*Action item*.
Please return every line in the following data that includes the string "push".

☆ ☆ ☆ ☆ ☆ ☆ ☆

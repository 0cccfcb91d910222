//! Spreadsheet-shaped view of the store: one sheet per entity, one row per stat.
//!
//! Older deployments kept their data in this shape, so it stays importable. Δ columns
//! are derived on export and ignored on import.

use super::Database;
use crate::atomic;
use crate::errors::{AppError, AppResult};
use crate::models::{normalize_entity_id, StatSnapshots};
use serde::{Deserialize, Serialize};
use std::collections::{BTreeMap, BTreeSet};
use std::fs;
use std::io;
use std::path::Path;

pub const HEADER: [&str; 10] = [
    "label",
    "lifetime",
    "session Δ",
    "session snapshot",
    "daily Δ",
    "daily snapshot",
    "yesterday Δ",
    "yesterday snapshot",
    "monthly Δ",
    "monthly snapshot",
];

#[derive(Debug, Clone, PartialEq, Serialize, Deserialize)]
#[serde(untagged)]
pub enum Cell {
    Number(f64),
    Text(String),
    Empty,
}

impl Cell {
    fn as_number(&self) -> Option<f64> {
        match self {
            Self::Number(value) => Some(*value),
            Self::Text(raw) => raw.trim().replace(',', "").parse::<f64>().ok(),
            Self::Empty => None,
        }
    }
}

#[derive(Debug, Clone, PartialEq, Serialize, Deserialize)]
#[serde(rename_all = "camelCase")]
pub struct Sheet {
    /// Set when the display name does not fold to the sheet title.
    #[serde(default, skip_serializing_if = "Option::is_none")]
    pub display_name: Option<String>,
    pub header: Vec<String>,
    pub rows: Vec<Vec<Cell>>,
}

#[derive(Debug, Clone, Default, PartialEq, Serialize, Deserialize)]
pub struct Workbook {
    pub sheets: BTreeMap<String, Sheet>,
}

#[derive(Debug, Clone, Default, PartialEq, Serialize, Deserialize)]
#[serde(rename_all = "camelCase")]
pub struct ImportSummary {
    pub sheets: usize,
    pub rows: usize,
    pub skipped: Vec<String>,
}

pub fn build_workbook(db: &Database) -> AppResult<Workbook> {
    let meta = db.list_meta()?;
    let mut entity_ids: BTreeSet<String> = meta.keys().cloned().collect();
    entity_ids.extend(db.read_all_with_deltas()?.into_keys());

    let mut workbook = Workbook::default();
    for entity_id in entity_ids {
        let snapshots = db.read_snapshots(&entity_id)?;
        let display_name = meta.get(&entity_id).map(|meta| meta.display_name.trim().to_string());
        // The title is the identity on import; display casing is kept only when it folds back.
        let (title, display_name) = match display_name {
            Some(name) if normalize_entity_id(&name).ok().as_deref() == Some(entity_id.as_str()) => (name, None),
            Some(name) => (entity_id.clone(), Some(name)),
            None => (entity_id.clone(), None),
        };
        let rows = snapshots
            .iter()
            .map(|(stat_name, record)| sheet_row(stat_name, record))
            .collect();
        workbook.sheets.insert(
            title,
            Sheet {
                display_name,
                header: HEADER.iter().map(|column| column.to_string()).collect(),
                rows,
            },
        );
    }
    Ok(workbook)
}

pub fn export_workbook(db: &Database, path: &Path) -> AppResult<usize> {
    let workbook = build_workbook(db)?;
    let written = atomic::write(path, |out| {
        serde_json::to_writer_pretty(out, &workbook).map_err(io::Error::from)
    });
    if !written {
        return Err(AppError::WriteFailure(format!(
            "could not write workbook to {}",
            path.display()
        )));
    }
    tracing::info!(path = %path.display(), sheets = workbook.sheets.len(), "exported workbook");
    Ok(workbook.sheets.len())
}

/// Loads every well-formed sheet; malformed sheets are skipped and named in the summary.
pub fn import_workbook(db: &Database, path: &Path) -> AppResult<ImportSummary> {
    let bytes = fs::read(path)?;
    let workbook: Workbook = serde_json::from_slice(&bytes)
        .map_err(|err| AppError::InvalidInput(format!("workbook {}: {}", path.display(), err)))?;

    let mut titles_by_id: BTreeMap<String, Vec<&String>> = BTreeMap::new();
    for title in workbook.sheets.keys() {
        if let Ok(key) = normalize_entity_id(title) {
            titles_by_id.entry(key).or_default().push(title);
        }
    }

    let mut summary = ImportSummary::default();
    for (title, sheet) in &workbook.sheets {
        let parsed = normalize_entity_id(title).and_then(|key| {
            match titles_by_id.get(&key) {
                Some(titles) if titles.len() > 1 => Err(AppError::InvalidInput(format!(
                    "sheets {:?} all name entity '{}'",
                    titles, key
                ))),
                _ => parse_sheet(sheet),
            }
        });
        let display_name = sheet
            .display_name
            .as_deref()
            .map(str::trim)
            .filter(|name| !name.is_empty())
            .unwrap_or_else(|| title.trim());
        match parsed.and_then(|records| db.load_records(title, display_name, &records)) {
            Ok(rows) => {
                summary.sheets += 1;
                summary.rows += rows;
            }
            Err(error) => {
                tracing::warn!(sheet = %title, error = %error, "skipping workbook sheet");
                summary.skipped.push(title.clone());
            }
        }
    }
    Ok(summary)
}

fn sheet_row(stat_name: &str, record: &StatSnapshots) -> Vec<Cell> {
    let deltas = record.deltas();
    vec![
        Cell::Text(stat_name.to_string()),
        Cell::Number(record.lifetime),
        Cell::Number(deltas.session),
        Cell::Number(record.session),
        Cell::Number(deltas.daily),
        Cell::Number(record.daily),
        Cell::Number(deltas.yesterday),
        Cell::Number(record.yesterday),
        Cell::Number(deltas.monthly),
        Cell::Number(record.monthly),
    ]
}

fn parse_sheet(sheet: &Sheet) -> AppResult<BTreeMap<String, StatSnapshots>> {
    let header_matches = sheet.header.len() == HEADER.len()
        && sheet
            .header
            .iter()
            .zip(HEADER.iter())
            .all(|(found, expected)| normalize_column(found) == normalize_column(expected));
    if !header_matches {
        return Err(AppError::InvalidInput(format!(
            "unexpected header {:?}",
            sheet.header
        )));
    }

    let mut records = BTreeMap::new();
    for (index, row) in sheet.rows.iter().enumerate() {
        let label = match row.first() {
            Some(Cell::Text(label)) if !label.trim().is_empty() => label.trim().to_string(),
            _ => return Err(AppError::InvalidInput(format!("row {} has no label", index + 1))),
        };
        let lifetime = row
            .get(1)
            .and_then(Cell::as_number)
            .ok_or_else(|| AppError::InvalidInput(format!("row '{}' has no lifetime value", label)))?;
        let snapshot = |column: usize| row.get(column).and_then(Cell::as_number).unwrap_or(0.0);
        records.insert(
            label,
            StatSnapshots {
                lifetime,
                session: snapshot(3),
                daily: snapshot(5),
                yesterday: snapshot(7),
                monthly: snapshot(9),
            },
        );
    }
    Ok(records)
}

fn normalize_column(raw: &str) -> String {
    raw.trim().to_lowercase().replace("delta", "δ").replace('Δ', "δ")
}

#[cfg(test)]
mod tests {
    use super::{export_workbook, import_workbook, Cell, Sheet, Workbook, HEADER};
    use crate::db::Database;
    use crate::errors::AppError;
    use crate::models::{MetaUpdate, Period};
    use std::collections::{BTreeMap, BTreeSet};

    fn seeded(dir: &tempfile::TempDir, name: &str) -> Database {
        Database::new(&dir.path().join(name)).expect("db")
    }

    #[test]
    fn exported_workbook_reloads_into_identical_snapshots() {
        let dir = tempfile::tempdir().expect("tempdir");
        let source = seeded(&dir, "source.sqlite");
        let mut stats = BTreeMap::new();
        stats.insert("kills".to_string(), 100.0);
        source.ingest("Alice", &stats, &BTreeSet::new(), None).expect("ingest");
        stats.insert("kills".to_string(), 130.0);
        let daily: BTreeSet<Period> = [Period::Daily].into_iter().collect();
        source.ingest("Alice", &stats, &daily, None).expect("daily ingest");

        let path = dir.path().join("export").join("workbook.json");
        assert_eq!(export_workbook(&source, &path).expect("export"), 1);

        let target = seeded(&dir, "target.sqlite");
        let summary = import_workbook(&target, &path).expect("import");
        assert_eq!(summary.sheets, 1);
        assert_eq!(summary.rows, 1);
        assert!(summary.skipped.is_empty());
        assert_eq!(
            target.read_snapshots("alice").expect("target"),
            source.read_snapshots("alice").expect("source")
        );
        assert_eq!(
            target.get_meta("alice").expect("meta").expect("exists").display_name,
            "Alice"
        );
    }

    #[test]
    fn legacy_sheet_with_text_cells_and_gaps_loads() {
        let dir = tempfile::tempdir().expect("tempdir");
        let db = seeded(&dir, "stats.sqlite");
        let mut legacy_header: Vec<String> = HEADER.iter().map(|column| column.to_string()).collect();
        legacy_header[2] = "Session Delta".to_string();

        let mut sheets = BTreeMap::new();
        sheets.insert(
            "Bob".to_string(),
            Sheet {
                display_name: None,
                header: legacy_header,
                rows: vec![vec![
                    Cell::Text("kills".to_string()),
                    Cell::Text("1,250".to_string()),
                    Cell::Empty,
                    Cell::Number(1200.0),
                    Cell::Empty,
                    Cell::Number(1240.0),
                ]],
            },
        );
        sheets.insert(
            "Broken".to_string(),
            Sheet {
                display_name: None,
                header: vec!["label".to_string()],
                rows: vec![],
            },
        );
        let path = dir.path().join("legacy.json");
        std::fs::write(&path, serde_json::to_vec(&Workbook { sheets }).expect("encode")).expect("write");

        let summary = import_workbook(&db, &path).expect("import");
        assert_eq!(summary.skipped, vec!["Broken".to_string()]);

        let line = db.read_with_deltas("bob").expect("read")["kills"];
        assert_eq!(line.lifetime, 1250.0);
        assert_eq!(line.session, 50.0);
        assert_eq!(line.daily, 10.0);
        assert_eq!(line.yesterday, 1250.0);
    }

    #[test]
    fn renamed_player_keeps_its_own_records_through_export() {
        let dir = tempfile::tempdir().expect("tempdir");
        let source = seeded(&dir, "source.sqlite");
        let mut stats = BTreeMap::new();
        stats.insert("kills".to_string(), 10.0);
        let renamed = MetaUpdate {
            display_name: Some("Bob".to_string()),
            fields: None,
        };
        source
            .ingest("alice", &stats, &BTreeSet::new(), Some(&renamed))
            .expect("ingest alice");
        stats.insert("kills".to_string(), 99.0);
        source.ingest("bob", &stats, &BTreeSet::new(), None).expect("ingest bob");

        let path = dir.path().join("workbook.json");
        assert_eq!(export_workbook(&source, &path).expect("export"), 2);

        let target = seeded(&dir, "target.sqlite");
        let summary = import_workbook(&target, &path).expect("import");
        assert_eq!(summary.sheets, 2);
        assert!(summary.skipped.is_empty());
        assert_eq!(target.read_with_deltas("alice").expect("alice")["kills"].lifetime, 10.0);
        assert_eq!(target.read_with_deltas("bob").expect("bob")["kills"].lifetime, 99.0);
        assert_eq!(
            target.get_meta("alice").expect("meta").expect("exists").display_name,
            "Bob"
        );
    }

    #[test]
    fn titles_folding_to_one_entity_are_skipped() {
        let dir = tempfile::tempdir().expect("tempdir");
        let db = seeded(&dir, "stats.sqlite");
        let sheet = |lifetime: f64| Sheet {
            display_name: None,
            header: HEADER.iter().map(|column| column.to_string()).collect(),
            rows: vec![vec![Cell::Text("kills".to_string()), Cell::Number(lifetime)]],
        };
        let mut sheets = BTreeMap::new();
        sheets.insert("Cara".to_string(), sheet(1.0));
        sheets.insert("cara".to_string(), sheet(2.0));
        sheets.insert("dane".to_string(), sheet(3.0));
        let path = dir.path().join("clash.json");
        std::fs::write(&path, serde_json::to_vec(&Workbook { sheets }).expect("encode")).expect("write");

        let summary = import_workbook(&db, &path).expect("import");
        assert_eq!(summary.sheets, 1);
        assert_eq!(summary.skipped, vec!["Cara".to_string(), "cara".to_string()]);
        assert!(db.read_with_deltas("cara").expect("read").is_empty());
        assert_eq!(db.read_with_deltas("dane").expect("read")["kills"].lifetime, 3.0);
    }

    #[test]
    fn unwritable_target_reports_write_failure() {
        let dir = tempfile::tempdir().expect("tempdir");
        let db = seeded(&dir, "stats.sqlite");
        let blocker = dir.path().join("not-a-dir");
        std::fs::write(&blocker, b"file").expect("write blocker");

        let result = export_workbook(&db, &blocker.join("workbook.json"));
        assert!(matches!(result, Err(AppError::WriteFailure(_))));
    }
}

☆ ☆ ☆ ☆ ☆ ☆ ☆

*Result of the exercise*.
            titles_by_id.entry(key).or_default().push(title);
                summary.skipped.push(title.clone());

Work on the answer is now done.